Stored data:
▬▬▬▬▬▬

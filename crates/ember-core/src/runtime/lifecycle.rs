//! Runtime lifecycle: the public request API, background tasks and graceful shutdown.

use crate::{
    batch::{BatchRequest, BatcherStats, QueueBatchOptions, QueueOptions, RequestHandle},
    config::AppConfig,
    metrics::MetricsCollector,
    upstream::{
        errors::UpstreamError, Endpoint, EndpointConfig, EndpointEvent, EndpointRegistry,
        EndpointStatus, FailoverStats, HealthMonitorStats, RequestOptions,
    },
};
use parking_lot::Mutex;
use serde_json::Value;
use std::sync::{
    atomic::{AtomicBool, Ordering},
    Arc,
};
use tokio::{sync::broadcast, task::JoinHandle};
use tracing::{debug, info, warn};

use super::{builder::EmberRuntimeBuilder, EmberComponents};

/// Main runtime container: owns the components and their background tasks.
///
/// All request methods take `&self`, so the runtime can be shared behind an `Arc`.
/// After [`shutdown`](Self::shutdown) every request method fails with
/// [`UpstreamError::Shutdown`].
pub struct EmberRuntime {
    components: EmberComponents,
    shutdown_tx: broadcast::Sender<()>,
    config: AppConfig,
    health_task: Mutex<Option<JoinHandle<()>>>,
    shutdown_initiated: AtomicBool,
}

impl EmberRuntime {
    #[must_use]
    pub fn builder() -> EmberRuntimeBuilder {
        EmberRuntimeBuilder::new()
    }

    pub(super) fn new(
        components: EmberComponents,
        shutdown_tx: broadcast::Sender<()>,
        config: AppConfig,
        enable_health_monitor: bool,
    ) -> Self {
        let health_task = if enable_health_monitor {
            let handle = components.health_monitor().start_with_shutdown(shutdown_tx.subscribe());
            debug!("health monitor task started");
            Some(handle)
        } else {
            None
        };

        Self {
            components,
            shutdown_tx,
            config,
            health_task: Mutex::new(health_task),
            shutdown_initiated: AtomicBool::new(false),
        }
    }

    #[must_use]
    pub fn components(&self) -> &EmberComponents {
        &self.components
    }

    #[must_use]
    pub fn config(&self) -> &AppConfig {
        &self.config
    }

    #[must_use]
    pub fn registry(&self) -> &Arc<EndpointRegistry> {
        self.components.registry()
    }

    #[must_use]
    pub fn metrics_collector(&self) -> &Arc<MetricsCollector> {
        self.components.metrics_collector()
    }

    fn ensure_running(&self) -> Result<(), UpstreamError> {
        if self.shutdown_initiated.load(Ordering::Acquire) {
            Err(UpstreamError::Shutdown)
        } else {
            Ok(())
        }
    }

    /// Runs one call through the failover client.
    ///
    /// # Errors
    ///
    /// See [`FailoverClient::execute_request`](crate::upstream::FailoverClient::execute_request).
    pub async fn execute_request(
        &self,
        method: &str,
        params: Option<Value>,
        options: RequestOptions,
    ) -> Result<Value, UpstreamError> {
        self.ensure_running()?;
        self.components.failover_client().execute_request(method, params, options).await
    }

    /// Queues one call on the batch coalescer.
    ///
    /// # Errors
    ///
    /// See [`BatchCoalescer::queue_request`](crate::batch::BatchCoalescer::queue_request).
    pub fn queue_request(
        &self,
        method: &str,
        params: Option<Value>,
        options: QueueOptions,
    ) -> Result<RequestHandle, UpstreamError> {
        self.ensure_running()?;
        self.components.batch_coalescer().queue_request(method, params, options)
    }

    /// Queues a group of calls at batch priority and waits for all of them.
    ///
    /// # Errors
    ///
    /// See [`BatchCoalescer::queue_batch`](crate::batch::BatchCoalescer::queue_batch).
    pub async fn queue_batch(
        &self,
        requests: Vec<BatchRequest>,
        options: QueueBatchOptions,
    ) -> Result<Vec<Result<Value, UpstreamError>>, UpstreamError> {
        self.ensure_running()?;
        self.components.batch_coalescer().queue_batch(requests, options).await
    }

    /// Sends one call immediately, bypassing the batch queue.
    ///
    /// # Errors
    ///
    /// Any error of the single attempt.
    pub async fn execute_immediate(
        &self,
        method: &str,
        params: Option<Value>,
    ) -> Result<Value, UpstreamError> {
        self.ensure_running()?;
        self.components.batch_coalescer().execute_immediate(method, params).await
    }

    /// Adds or replaces an endpoint at runtime.
    ///
    /// # Errors
    ///
    /// Returns [`UpstreamError::InvalidEndpoint`] if the id or URL is rejected.
    pub fn register_endpoint(
        &self,
        id: &str,
        config: EndpointConfig,
    ) -> Result<Arc<Endpoint>, UpstreamError> {
        self.components.registry().register_endpoint(id, config)
    }

    pub fn unregister_endpoint(&self, id: &str) -> bool {
        self.components.registry().unregister_endpoint(id)
    }

    #[must_use]
    pub fn get_endpoint_status(&self, id: &str) -> Option<EndpointStatus> {
        self.components.registry().get_endpoint_status(id)
    }

    #[must_use]
    pub fn get_all_endpoints_status(&self) -> Vec<EndpointStatus> {
        self.components.registry().get_all_endpoints_status()
    }

    #[must_use]
    pub fn get_failover_stats(&self) -> FailoverStats {
        self.components.failover_client().stats()
    }

    #[must_use]
    pub fn get_batcher_stats(&self) -> BatcherStats {
        self.components.batch_coalescer().stats()
    }

    #[must_use]
    pub fn get_health_stats(&self) -> HealthMonitorStats {
        self.components.health_monitor().stats()
    }

    /// Subscribes to failover, recovery and degradation events.
    #[must_use]
    pub fn subscribe_events(&self) -> broadcast::Receiver<EndpointEvent> {
        self.components.health_monitor().subscribe()
    }

    /// Runs one probe cycle now, independent of the background loop.
    pub async fn check_health(&self) {
        self.components.health_monitor().check_all().await;
    }

    /// Prometheus exposition text, empty when metrics are disabled.
    #[must_use]
    pub fn prometheus_metrics(&self) -> String {
        self.components.metrics_collector().get_prometheus_metrics()
    }

    /// Creates a receiver that fires when shutdown begins.
    #[must_use]
    pub fn shutdown_receiver(&self) -> broadcast::Receiver<()> {
        self.shutdown_tx.subscribe()
    }

    #[must_use]
    pub fn has_health_task(&self) -> bool {
        self.health_task.lock().is_some()
    }

    #[must_use]
    pub fn is_shutdown(&self) -> bool {
        self.shutdown_initiated.load(Ordering::Acquire)
    }

    /// Stops the health monitor, completes every queued call with
    /// [`UpstreamError::Shutdown`] and rejects further requests. Idempotent.
    pub async fn shutdown(&self) {
        if self
            .shutdown_initiated
            .compare_exchange(false, true, Ordering::AcqRel, Ordering::Acquire)
            .is_err()
        {
            warn!("shutdown already initiated, ignoring duplicate call");
            return;
        }

        info!("initiating ember runtime shutdown");
        if let Err(e) = self.shutdown_tx.send(()) {
            debug!(error = %e, "shutdown signal had no receivers");
        }

        self.components.batch_coalescer().shutdown();

        let health_task = self.health_task.lock().take();
        if let Some(health_task) = health_task {
            health_task.abort();
            match health_task.await {
                Err(e) if !e.is_cancelled() => warn!(error = %e, "health monitor task failed"),
                _ => debug!("health monitor task stopped"),
            }
        }

        info!("ember runtime shutdown complete");
    }

    /// Waits for a shutdown signal from [`shutdown_receiver`](Self::shutdown_receiver)
    /// holders, then performs cleanup.
    pub async fn wait_for_shutdown(&self) {
        let mut shutdown_rx = self.shutdown_tx.subscribe();
        let _ = shutdown_rx.recv().await;
        info!("shutdown signal received, runtime terminating");
        self.shutdown().await;
    }
}

const _: () = {
    const fn assert_send<T: Send>() {}
    const fn assert_sync<T: Sync>() {}
    let _ = assert_send::<EmberRuntime>;
    let _ = assert_sync::<EmberRuntime>;
};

▬▬▬▬▬▬

ASSIGNMENT –
The answer should reproduce all of the data without any alteration.

TASK OUTPUT –
filename crates/ember-core/src/runtime/lifecycle.rs
//! Runtime lifecycle: the public request API, background tasks and graceful shutdown.

use crate::{
    batch::{BatchRequest, BatcherStats, QueueBatchOptions, QueueOptions, RequestHandle},
    config::AppConfig,
    metrics::MetricsCollector,
    upstream::{
        errors::UpstreamError, Endpoint, EndpointConfig, EndpointEvent, EndpointRegistry,
        EndpointStatus, FailoverStats, HealthMonitorStats, RequestOptions,
    },
};
use parking_lot::Mutex;
use serde_json::Value;
use std::sync::{
    atomic::{AtomicBool, Ordering},
    Arc,
};
use tokio::{sync::broadcast, task::JoinHandle};
use tracing::{debug, info, warn};

use super::{builder::EmberRuntimeBuilder, EmberComponents};

/// Main runtime container: owns the components and their background tasks.
///
/// All request methods take `&self`, so the runtime can be shared behind an `Arc`.
/// After [`shutdown`](Self::shutdown) every request method fails with
/// [`UpstreamError::Shutdown`].
pub struct EmberRuntime {
    components: EmberComponents,
    shutdown_tx: broadcast::Sender<()>,
    config: AppConfig,
    health_task: Mutex<Option<JoinHandle<()>>>,
    shutdown_initiated: AtomicBool,
}

impl EmberRuntime {
    #[must_use]
    pub fn builder() -> EmberRuntimeBuilder {
        EmberRuntimeBuilder::new()
    }

    pub(super) fn new(
        components: EmberComponents,
        shutdown_tx: broadcast::Sender<()>,
        config: AppConfig,
        enable_health_monitor: bool,
    ) -> Self {
        let health_task = if enable_health_monitor {
            let handle = components.health_monitor().start_with_shutdown(shutdown_tx.subscribe());
            debug!("health monitor task started");
            Some(handle)
        } else {
            None
        };

        Self {
            components,
            shutdown_tx,
            config,
            health_task: Mutex::new(health_task),
            shutdown_initiated: AtomicBool::new(false),
        }
    }

    #[must_use]
    pub fn components(&self) -> &EmberComponents {
        &self.components
    }

    #[must_use]
    pub fn config(&self) -> &AppConfig {
        &self.config
    }

    #[must_use]
    pub fn registry(&self) -> &Arc<EndpointRegistry> {
        self.components.registry()
    }

    #[must_use]
    pub fn metrics_collector(&self) -> &Arc<MetricsCollector> {
        self.components.metrics_collector()
    }

    fn ensure_running(&self) -> Result<(), UpstreamError> {
        if self.shutdown_initiated.load(Ordering::Acquire) {
            Err(UpstreamError::Shutdown)
        } else {
            Ok(())
        }
    }

    /// Runs one call through the failover client.
    ///
    /// # Errors
    ///
    /// See [`FailoverClient::execute_request`](crate::upstream::FailoverClient::execute_request).
    pub async fn execute_request(
        &self,
        method: &str,
        params: Option<Value>,
        options: RequestOptions,
    ) -> Result<Value, UpstreamError> {
        self.ensure_running()?;
        self.components.failover_client().execute_request(method, params, options).await
    }

    /// Queues one call on the batch coalescer.
    ///
    /// # Errors
    ///
    /// See [`BatchCoalescer::queue_request`](crate::batch::BatchCoalescer::queue_request).
    pub fn queue_request(
        &self,
        method: &str,
        params: Option<Value>,
        options: QueueOptions,
    ) -> Result<RequestHandle, UpstreamError> {
        self.ensure_running()?;
        self.components.batch_coalescer().queue_request(method, params, options)
    }

    /// Queues a group of calls at batch priority and waits for all of them.
    ///
    /// # Errors
    ///
    /// See [`BatchCoalescer::queue_batch`](crate::batch::BatchCoalescer::queue_batch).
    pub async fn queue_batch(
        &self,
        requests: Vec<BatchRequest>,
        options: QueueBatchOptions,
    ) -> Result<Vec<Result<Value, UpstreamError>>, UpstreamError> {
        self.ensure_running()?;
        self.components.batch_coalescer().queue_batch(requests, options).await
    }

    /// Sends one call immediately, bypassing the batch queue.
    ///
    /// # Errors
    ///
    /// Any error of the single attempt.
    pub async fn execute_immediate(
        &self,
        method: &str,
        params: Option<Value>,
    ) -> Result<Value, UpstreamError> {
        self.ensure_running()?;
        self.components.batch_coalescer().execute_immediate(method, params).await
    }

    /// Adds or replaces an endpoint at runtime.
    ///
    /// # Errors
    ///
    /// Returns [`UpstreamError::InvalidEndpoint`] if the id or URL is rejected.
    pub fn register_endpoint(
        &self,
        id: &str,
        config: EndpointConfig,
    ) -> Result<Arc<Endpoint>, UpstreamError> {
        self.components.registry().register_endpoint(id, config)
    }

    pub fn unregister_endpoint(&self, id: &str) -> bool {
        self.components.registry().unregister_endpoint(id)
    }

    #[must_use]
    pub fn get_endpoint_status(&self, id: &str) -> Option<EndpointStatus> {
        self.components.registry().get_endpoint_status(id)
    }

    #[must_use]
    pub fn get_all_endpoints_status(&self) -> Vec<EndpointStatus> {
        self.components.registry().get_all_endpoints_status()
    }

    #[must_use]
    pub fn get_failover_stats(&self) -> FailoverStats {
        self.components.failover_client().stats()
    }

    #[must_use]
    pub fn get_batcher_stats(&self) -> BatcherStats {
        self.components.batch_coalescer().stats()
    }

    #[must_use]
    pub fn get_health_stats(&self) -> HealthMonitorStats {
        self.components.health_monitor().stats()
    }

    /// Subscribes to failover, recovery and degradation events.
    #[must_use]
    pub fn subscribe_events(&self) -> broadcast::Receiver<EndpointEvent> {
        self.components.health_monitor().subscribe()
    }

    /// Runs one probe cycle now, independent of the background loop.
    pub async fn check_health(&self) {
        self.components.health_monitor().check_all().await;
    }

    /// Prometheus exposition text, empty when metrics are disabled.
    #[must_use]
    pub fn prometheus_metrics(&self) -> String {
        self.components.metrics_collector().get_prometheus_metrics()
    }

    /// Creates a receiver that fires when shutdown begins.
    #[must_use]
    pub fn shutdown_receiver(&self) -> broadcast::Receiver<()> {
        self.shutdown_tx.subscribe()
    }

    #[must_use]
    pub fn has_health_task(&self) -> bool {
        self.health_task.lock().is_some()
    }

    #[must_use]
    pub fn is_shutdown(&self) -> bool {
        self.shutdown_initiated.load(Ordering::Acquire)
    }

    /// Stops the health monitor, completes every queued call with
    /// [`UpstreamError::Shutdown`] and rejects further requests. Idempotent.
    pub async fn shutdown(&self) {
        if self
            .shutdown_initiated
            .compare_exchange(false, true, Ordering::AcqRel, Ordering::Acquire)
            .is_err()
        {
            warn!("shutdown already initiated, ignoring duplicate call");
            return;
        }

        info!("initiating ember runtime shutdown");
        if let Err(e) = self.shutdown_tx.send(()) {
            debug!(error = %e, "shutdown signal had no receivers");
        }

        self.components.batch_coalescer().shutdown();

        let health_task = self.health_task.lock().take();
        if let Some(health_task) = health_task {
            health_task.abort();
            match health_task.await {
                Err(e) if !e.is_cancelled() => warn!(error = %e, "health monitor task failed"),
                _ => debug!("health monitor task stopped"),
            }
        }

        info!("ember runtime shutdown complete");
    }

    /// Waits for a shutdown signal from [`shutdown_receiver`](Self::shutdown_receiver)
    /// holders, then performs cleanup.
    pub async fn wait_for_shutdown(&self) {
        let mut shutdown_rx = self.shutdown_tx.subscribe();
        let _ = shutdown_rx.recv().await;
        info!("shutdown signal received, runtime terminating");
        self.shutdown().await;
    }
}

const _: () = {
    const fn assert_send<T: Send>() {}
    const fn assert_sync<T: Sync>() {}
    let _ = assert_send::<EmberRuntime>;
    let _ = assert_sync::<EmberRuntime>;
};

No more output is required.